# Persian: majnoon مجنون



## Benyameen

If I were to say the word "majnoon" to an average Afghan Persian/Dari speaker, would he be aware that the original meaning of the word is "crazy," or would he most likely just associate the word with the story of Laila and Majnoon, and not be aware of the original meaning?


----------



## Aryamp

Hi Benyameen 

I think all Persian speakers, and even speakers of other languages in the region are aware that majnoon means 'crazy' and Majnoon came to be called Majnoon because he was crazily in love. So if you call someone 'majnoon' they will understand it as an insult.


----------



## IRAJ2000

Aryamp said:


> Hi Benyameen
> 
> I think all Persian speakers, and even speakers of other languages in the region are aware that majnoon means 'crazy' and Majnoon came to be called Majnoon because he was crazily in love. So if you call someone 'majnoon' they will understand it as an insult.


 Totally agreed. 
In addition, I want to say that "majnoon" is somehow  known to many people. But it can be an insult if you say it to someone.


----------



## Qureshpor

^ Interesting. In the Urdu/Punjabi world, the word "majnuuN" ( the n is nasalised) is not an insult in any way. On the contrary, as "Majnuun" (Qais) is considered the "King of Lovers", so to speak, it would be more a compliment. It is used in a teasing way to say something like, "Who do you think you are? MajnuuN?!"


----------



## Benyameen

Tashakor Aryamp, IRAJ2000 and Qureshpor! Thanks for your help, I really appreciate it. Kheylee mamnoonam!


----------



## nizamuddin

persian, urdu, hindi meaning of Majnon is "very loan person، desperately in love"
more detail


----------



## Qureshpor

nizamuddin said:


> persian, urdu, hindi meaning of Majnon is "very loan person، desperately in love"
> more detail


I would suggest, nizamuddin SaaHib, that this is not correct. The source can't even get its spellings right!

As far as I know, it is connected with the word "jinn", hence "possessed" and by extension "mad".


----------



## tarkshya

Qureshpor said:


> As far as I know, it is connected with the word "jinn", hence "possessed" and by extension "mad".



Nice piece of information. I always thought majnoon was a proper name. But your explanation does sound correct.

Btw, is the word جنون junuun related to the same root word jinn too?


----------



## Benyameen

Interesting!


----------



## eskandar

tarkshya said:


> Nice piece of information. I always thought majnoon was a proper name. But your explanation does sound correct.
> 
> Btw, is the word جنون junuun related to the same root word jinn too?


Originally the famous lover Majnuun had his own proper name, Qays. In the story, he is eventually driven mad by his love for Layla and thereafter referred to as _majnuun laylaa_ which means "mad for Layla" in Arabic.

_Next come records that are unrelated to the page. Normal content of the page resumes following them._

pub mod core;
pub mod delivery;
pub mod ingest;
pub mod observability;
pub mod storage;
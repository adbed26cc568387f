pub mod http_upload;
pub mod ingestor;
pub mod validator;

pub use ingestor::{Ingestor, Upload};
pub use validator::UploadPolicy;
use std::ffi::OsString;
use std::io::ErrorKind;
use std::path::{Path, PathBuf};

use bytes::Bytes;
use chrono::Utc;
use tracing::{debug, warn};

use crate::core::error::StorageError;
use crate::core::types::{MediaId, MediaObject, MediaPayload, MediaRecord, NewMediaObject};

use super::MediaStore;

/// Filesystem storage backend.
///
/// Layout under `root`:
///
/// ```text
/// {id}.bin    inline payload bytes (absent for reference objects)
/// {id}.json   metadata sidecar (MediaRecord)
/// ```
///
/// Both files are written to a `.part` sibling and renamed into place. The
/// sidecar is renamed last, so an object only becomes visible once its
/// payload is complete.
pub struct FsMediaStore {
    root: PathBuf,
}

impl FsMediaStore {
    /// Open (and create if needed) a store rooted at `root`.
    pub async fn open(root: impl Into<PathBuf>) -> Result<Self, StorageError> {
        let root = root.into();
        tokio::fs::create_dir_all(&root).await?;
        debug!(root = %root.display(), "filesystem media store opened");
        Ok(Self { root })
    }

    pub fn root(&self) -> &Path {
        &self.root
    }

    fn payload_path(&self, id: MediaId) -> PathBuf {
        self.root.join(format!("{}.bin", id))
    }

    fn record_path(&self, id: MediaId) -> PathBuf {
        self.root.join(format!("{}.json", id))
    }

    async fn write_atomic(path: &Path, data: &[u8]) -> std::io::Result<()> {
        let mut tmp: OsString = path.as_os_str().to_owned();
        tmp.push(".part");
        let tmp = PathBuf::from(tmp);

        if let Err(e) = tokio::fs::write(&tmp, data).await {
            let _ = tokio::fs::remove_file(&tmp).await;
            return Err(e);
        }
        tokio::fs::rename(&tmp, path).await
    }
}

impl MediaStore for FsMediaStore {
    async fn get_by_id(&self, id: MediaId) -> Result<Option<MediaObject>, StorageError> {
        let record_bytes = match tokio::fs::read(self.record_path(id)).await {
            Ok(b) => b,
            Err(e) if e.kind() == ErrorKind::NotFound => return Ok(None),
            Err(e) => {
                return Err(StorageError::ReadFailed {
                    id,
                    reason: e.to_string(),
                })
            }
        };

        let record: MediaRecord =
            serde_json::from_slice(&record_bytes).map_err(|e| StorageError::CorruptMetadata {
                id,
                reason: e.to_string(),
            })?;

        if record.reference_url.is_some() {
            return Ok(Some(record.into_object(None)));
        }

        // A sidecar without its payload file means the store is damaged.
        let data = tokio::fs::read(self.payload_path(id))
            .await
            .map_err(|e| StorageError::ReadFailed {
                id,
                reason: format!("payload unreadable: {}", e),
            })?;

        Ok(Some(record.into_object(Some(Bytes::from(data)))))
    }

    async fn create(&self, object: NewMediaObject) -> Result<MediaObject, StorageError> {
        let id = MediaId::new();
        let stored = object.into_object(id, Utc::now());

        if let MediaPayload::Inline(data) = &stored.payload {
            Self::write_atomic(&self.payload_path(id), data)
                .await
                .map_err(|e| StorageError::WriteFailed {
                    id,
                    reason: e.to_string(),
                })?;
        }

        let record = MediaRecord::from_object(&stored);
        let json = serde_json::to_vec(&record).map_err(|e| StorageError::WriteFailed {
            id,
            reason: format!("failed to serialize metadata: {}", e),
        })?;

        if let Err(e) = Self::write_atomic(&self.record_path(id), &json).await {
            // Leave nothing behind for an object that never became visible.
            if let Err(cleanup) = tokio::fs::remove_file(self.payload_path(id)).await {
                if cleanup.kind() != ErrorKind::NotFound {
                    warn!(%id, error = %cleanup, "failed to remove orphaned payload");
                }
            }
            return Err(StorageError::WriteFailed {
                id,
                reason: e.to_string(),
            });
        }

        debug!(%id, size_bytes = stored.size_bytes, "object written to filesystem");
        Ok(stored)
    }
}
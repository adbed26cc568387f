use axum::body::Body;
use axum::http::{header, HeaderMap};
use bytes::Bytes;
use http_body_util::{BodyExt, LengthLimitError, Limited};
use serde::Serialize;
use tracing::info;

use crate::core::error::IngestError;
use crate::core::types::{MediaObject, UploadCategory, DEFAULT_MIME_TYPE};
use crate::observability::metrics as obs;
use crate::storage::MediaStore;

use super::ingestor::{Ingestor, Upload};

/// Declared upload size. Takes precedence over `Content-Length`.
pub const UPLOAD_SIZE_HEADER: &str = "x-upload-size";

/// Optional original file name, recorded as metadata only.
pub const FILE_NAME_HEADER: &str = "x-file-name";

const MAX_FILE_NAME_LEN: usize = 255;

// ---------------------------------------------------------------------------
// Upload API types
// ---------------------------------------------------------------------------

/// Successful upload response.
#[derive(Debug, Clone, Serialize)]
pub struct UploadResponse {
    pub id: String,
    pub mime_type: String,
    pub size_bytes: u64,
    pub category: UploadCategory,
    pub file_name: Option<String>,
    /// Playback URL for the stored object.
    pub url: String,
}

impl UploadResponse {
    pub fn from_object(object: &MediaObject) -> Self {
        Self {
            id: object.id.to_string(),
            mime_type: object.mime_type.clone(),
            size_bytes: object.size_bytes,
            category: object.category,
            file_name: object.file_name.clone(),
            url: format!("/video/{}", object.id),
        }
    }
}

// ---------------------------------------------------------------------------
// Header extraction
// ---------------------------------------------------------------------------

/// MIME type from `Content-Type`, or `None` when absent or blank.
pub fn declared_mime_type(headers: &HeaderMap) -> Option<String> {
    headers
        .get(header::CONTENT_TYPE)
        .and_then(|v| v.to_str().ok())
        .map(str::trim)
        .filter(|v| !v.is_empty())
        .map(str::to_string)
}

/// Declared size from `X-Upload-Size`, falling back to `Content-Length`.
pub fn declared_size(headers: &HeaderMap) -> Result<u64, IngestError> {
    let (name, value) = match headers.get(UPLOAD_SIZE_HEADER) {
        Some(v) => (UPLOAD_SIZE_HEADER, v),
        None => match headers.get(header::CONTENT_LENGTH) {
            Some(v) => ("content-length", v),
            None => {
                return Err(IngestError::InvalidSizeHeader {
                    reason: "missing X-Upload-Size or Content-Length".to_string(),
                })
            }
        },
    };

    value
        .to_str()
        .ok()
        .and_then(|s| s.trim().parse::<u64>().ok())
        .ok_or_else(|| IngestError::InvalidSizeHeader {
            reason: format!("{} is not a byte count", name),
        })
}

/// File name from `X-File-Name`, reduced to its last path component.
pub fn file_name(headers: &HeaderMap) -> Option<String> {
    let raw = headers.get(FILE_NAME_HEADER)?.to_str().ok()?;
    let base = raw.rsplit(['/', '\\']).next().unwrap_or(raw).trim();
    if base.is_empty() || base == "." || base == ".." {
        return None;
    }
    Some(base.chars().take(MAX_FILE_NAME_LEN).collect())
}

// ---------------------------------------------------------------------------
// Body reading
// ---------------------------------------------------------------------------

/// Buffer the request body, reading at most `declared_size_bytes`.
///
/// A body longer than declared is rejected as soon as the overrun is seen.
/// A shorter body is returned as-is and caught by the size-equality check.
pub async fn read_body(body: Body, declared_size_bytes: u64) -> Result<Bytes, IngestError> {
    let limit = usize::try_from(declared_size_bytes).unwrap_or(usize::MAX);
    match Limited::new(body, limit).collect().await {
        Ok(collected) => Ok(collected.to_bytes()),
        Err(e) if e.is::<LengthLimitError>() => Err(IngestError::BodyExceedsDeclared {
            declared_bytes: declared_size_bytes,
        }),
        Err(e) => Err(IngestError::BodyRead {
            reason: e.to_string(),
        }),
    }
}

// ---------------------------------------------------------------------------
// Upload handler
// ---------------------------------------------------------------------------

/// HTTP upload front for the ingestor.
///
/// Processing flow:
/// 1. Resolve the declared MIME type (default `video/mp4`)
/// 2. Reject a disallowed type → 415, before reading the body
/// 3. Parse the declared size → 400 when missing or malformed
/// 4. Reject a declared size over the category ceiling → 413
/// 5. Buffer the body, bounded by the declared size
/// 6. Hand the bytes to the ingestor (full policy + one store create)
pub struct HttpUploadHandler<S> {
    ingestor: Ingestor<S>,
}

impl<S: MediaStore> HttpUploadHandler<S> {
    pub fn new(ingestor: Ingestor<S>) -> Self {
        Self { ingestor }
    }

    pub fn ingestor(&self) -> &Ingestor<S> {
        &self.ingestor
    }

    pub async fn handle(
        &self,
        category: UploadCategory,
        headers: &HeaderMap,
        body: Body,
    ) -> Result<UploadResponse, IngestError> {
        let declared_mime_type = declared_mime_type(headers);
        let policy = self.ingestor.policy(category);

        let precheck = || -> Result<u64, IngestError> {
            policy.check_type(declared_mime_type.as_deref().unwrap_or(DEFAULT_MIME_TYPE))?;
            let declared = declared_size(headers)?;
            policy.check_declared_size(declared)?;
            Ok(declared)
        };

        let declared_size_bytes = match precheck() {
            Ok(n) => n,
            Err(e) => return Err(rejected(category, e)),
        };

        let data = match read_body(body, declared_size_bytes).await {
            Ok(data) => data,
            Err(e) => return Err(rejected(category, e)),
        };

        let object = self
            .ingestor
            .ingest(Upload {
                data,
                declared_mime_type,
                declared_size_bytes,
                category,
                file_name: file_name(headers),
            })
            .await?;

        Ok(UploadResponse::from_object(&object))
    }
}

fn rejected(category: UploadCategory, err: IngestError) -> IngestError {
    info!(%category, error = %err, "upload rejected before ingest");
    obs::inc_upload(category.as_str(), err.error_code());
    err
}
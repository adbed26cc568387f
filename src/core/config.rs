use serde::{Deserialize, Serialize};
use std::path::Path;

use super::error::ConfigError;
use super::types::UploadCategory;

/// Top-level application configuration.
#[derive(Debug, Clone, Serialize, Deserialize)]
pub struct AppConfig {
    pub server: ServerConfig,
    pub ingest: IngestConfig,
    pub storage: StorageConfig,
    pub cache: CacheConfig,
    pub delivery: DeliveryConfig,
    pub observability: ObservabilityConfig,
}

#[derive(Debug, Clone, Serialize, Deserialize)]
pub struct ServerConfig {
    pub host: String,
    pub port: u16,
}

#[derive(Debug, Clone, Serialize, Deserialize)]
pub struct IngestConfig {
    /// Categories that get an upload route. Names are validated at load time.
    pub categories: Vec<String>,
    pub video_max_bytes: u64,
    pub image_max_bytes: u64,
}

impl IngestConfig {
    /// Parse the configured category names.
    pub fn enabled_categories(&self) -> Result<Vec<UploadCategory>, ConfigError> {
        let mut out = Vec::with_capacity(self.categories.len());
        for name in &self.categories {
            let category: UploadCategory = name.parse()?;
            if !out.contains(&category) {
                out.push(category);
            }
        }
        Ok(out)
    }
}

#[derive(Debug, Clone, Serialize, Deserialize)]
pub struct StorageConfig {
    /// `memory` or `filesystem`.
    pub backend: String,
    /// Root directory for the filesystem backend.
    #[serde(default = "default_storage_root")]
    pub root: String,
}

fn default_storage_root() -> String {
    "data/media".to_string()
}

/// Read-through cache in front of the filesystem backend.
#[derive(Debug, Clone, Serialize, Deserialize)]
pub struct CacheConfig {
    /// Whether caching is enabled.
    pub enabled: bool,
    /// Maximum cache size in bytes.
    pub max_size_bytes: u64,
}

#[derive(Debug, Clone, Serialize, Deserialize)]
pub struct DeliveryConfig {
    pub cache_control: String,
    pub cors_allowed_origins: Vec<String>,
}

#[derive(Debug, Clone, Serialize, Deserialize)]
pub struct ObservabilityConfig {
    pub log_level: String,
    pub log_format: String,
    pub metrics_enabled: bool,
}

impl AppConfig {
    /// Load configuration with layered overrides:
    /// 1. config/default.toml
    /// 2. config/{env}.toml (based on CLIPSTREAM_ENV)
    /// 3. Environment variables (CLIPSTREAM_* prefix)
    pub fn load() -> anyhow::Result<Self> {
        let default_path = Path::new("config/default.toml");
        let default_content = std::fs::read_to_string(default_path)
            .map_err(|e| anyhow::anyhow!("failed to read {}: {}", default_path.display(), e))?;

        let mut config: AppConfig = toml::from_str(&default_content)
            .map_err(|e| anyhow::anyhow!("failed to parse {}: {}", default_path.display(), e))?;

        // Layer 2: environment-specific overrides
        let env_name =
            std::env::var("CLIPSTREAM_ENV").unwrap_or_else(|_| "development".to_string());
        let env_path = format!("config/{}.toml", env_name);
        if let Ok(env_content) = std::fs::read_to_string(&env_path) {
            let env_config: AppConfig = toml::from_str(&env_content)
                .map_err(|e| anyhow::anyhow!("failed to parse {}: {}", env_path, e))?;
            config = env_config;
        }

        // Layer 3: environment variable overrides (selected keys)
        Self::apply_env_overrides(&mut config);

        config.validate()?;
        Ok(config)
    }

    /// Reject configurations the server cannot run with.
    pub fn validate(&self) -> Result<(), ConfigError> {
        let categories = self.ingest.enabled_categories()?;
        if categories.is_empty() {
            return Err(ConfigError::Invalid {
                reason: "ingest.categories must enable at least one category".to_string(),
            });
        }
        match self.storage.backend.as_str() {
            "memory" | "filesystem" => {}
            other => {
                return Err(ConfigError::UnknownBackend {
                    backend: other.to_string(),
                })
            }
        }
        if self.ingest.video_max_bytes == 0 || self.ingest.image_max_bytes == 0 {
            return Err(ConfigError::Invalid {
                reason: "upload size ceilings must be non-zero".to_string(),
            });
        }
        Ok(())
    }

    fn apply_env_overrides(config: &mut AppConfig) {
        if let Ok(v) = std::env::var("CLIPSTREAM_SERVER_HOST") {
            config.server.host = v;
        }
        if let Ok(v) = std::env::var("CLIPSTREAM_SERVER_PORT") {
            if let Ok(port) = v.parse() {
                config.server.port = port;
            }
        }
        if let Ok(v) = std::env::var("CLIPSTREAM_STORAGE_BACKEND") {
            config.storage.backend = v;
        }
        if let Ok(v) = std::env::var("CLIPSTREAM_STORAGE_ROOT") {
            config.storage.root = v;
        }
        if let Ok(v) = std::env::var("CLIPSTREAM_INGEST_CATEGORIES") {
            config.ingest.categories = v.split(',').map(|s| s.trim().to_string()).collect();
        }
        if let Ok(v) = std::env::var("CLIPSTREAM_INGEST_VIDEO_MAX_BYTES") {
            if let Ok(n) = v.parse() {
                config.ingest.video_max_bytes = n;
            }
        }
        if let Ok(v) = std::env::var("CLIPSTREAM_INGEST_IMAGE_MAX_BYTES") {
            if let Ok(n) = v.parse() {
                config.ingest.image_max_bytes = n;
            }
        }
        if let Ok(v) = std::env::var("CLIPSTREAM_OBSERVABILITY_LOG_LEVEL") {
            config.observability.log_level = v;
        }
    }
}

impl Default for AppConfig {
    fn default() -> Self {
        Self {
            server: ServerConfig {
                host: "0.0.0.0".to_string(),
                port: 8080,
            },
            ingest: IngestConfig {
                categories: vec!["video".to_string(), "image".to_string()],
                video_max_bytes: 100 * 1024 * 1024,
                image_max_bytes: 10 * 1024 * 1024,
            },
            storage: StorageConfig {
                backend: "memory".to_string(),
                root: default_storage_root(),
            },
            cache: CacheConfig {
                enabled: true,
                max_size_bytes: 268_435_456, // 256 MB
            },
            delivery: DeliveryConfig {
                cache_control: "public, max-age=31536000".to_string(),
                cors_allowed_origins: vec!["*".to_string()],
            },
            observability: ObservabilityConfig {
                log_level: "info".to_string(),
                log_format: "json".to_string(),
                metrics_enabled: true,
            },
        }
    }
}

Yes, all three words (jinn, junuun, majnuun) are from the same root.


----------



## colognial

So maybe we could consider 'possessed' to be a nuance already present in the word (or title) 'majnoon', as in 'one possessed by the strong or violent emotions brought on by love'. I wonder if there may also be some connection between jonoon and delusion in Arabic.


----------



## Stranger_

Is "جنایت" related to "جنون"? i.e. does it have the same root?


----------



## fdb

majnūn and junūn are from the root j-n-n; jināya “serious crime” is from j-n-y. So they are not related.


----------



## colognial

fdb said:


> majnūn and junūn are from the root j-n-n; jināya “serious crime” is from j-n-y. So they are not related.


 fdb, may I trouble you to specify, though perhaps you've already done so once, if the root j-n-n has to do with craziness, meaning any kind of impairment of judgment or behaviour disorder, or, more specifically, with what is known in Persian as 'jen-zadegi' (= possession by jinns and demons).


----------



## fdb

Yes, jinn must be connected to the same root (j-n-n). majnūn is etymologically "possessed by a jinn".


----------



## colognial

Thanks, fdb.


----------



## Ali Smith

fdb said:


> Yes, jinn must be connected to the same root (j-n-n). majnūn is etymologically "possessed by a jinn".


But in Arabic, from which this word spread to other languages, it does not mean "possessed by a jinn" but "crazy".


----------



## Alfaaz

Ali Smith said:
			
		

> fdb said:
> 
> 
> 
> 
> Yes, jinn must be connected to the same root (j-n-n). majnūn is etymologically "possessed by a jinn".
> 
> 
> 
> But in Arabic, from which this word spread to other languages, it does not mean "possessed by a jinn" but "crazy".
Click to expand...

Relevant reference from _An Arabic-English Lexicon_ by Edward William Lane:


> *جن*
> ... He (a man, S) was, or became, مَجْنُون [originally signifying possessed by a جِنِّىّ, or by جِنّ; possessed by a devil or demon; (see Bd li. 39) and hence meaning bereft of reason; or mad, insane, unsound in mind or intellect, or wanting therein: the verbs may generally be rendered he was, or became, possessed; or mad, or insane] ...


----------



## PersoLatin

Ali Smith said:


> But in Arabic, from which this word spread to other languages, it does not mean "possessed by a jinn" but "crazy".


In Persian دیوانه/divâné means ‘crazy’ & similarly, the word is derived from دیو/div, devil, monster: div + ân + é or like the devil, devil like.


----------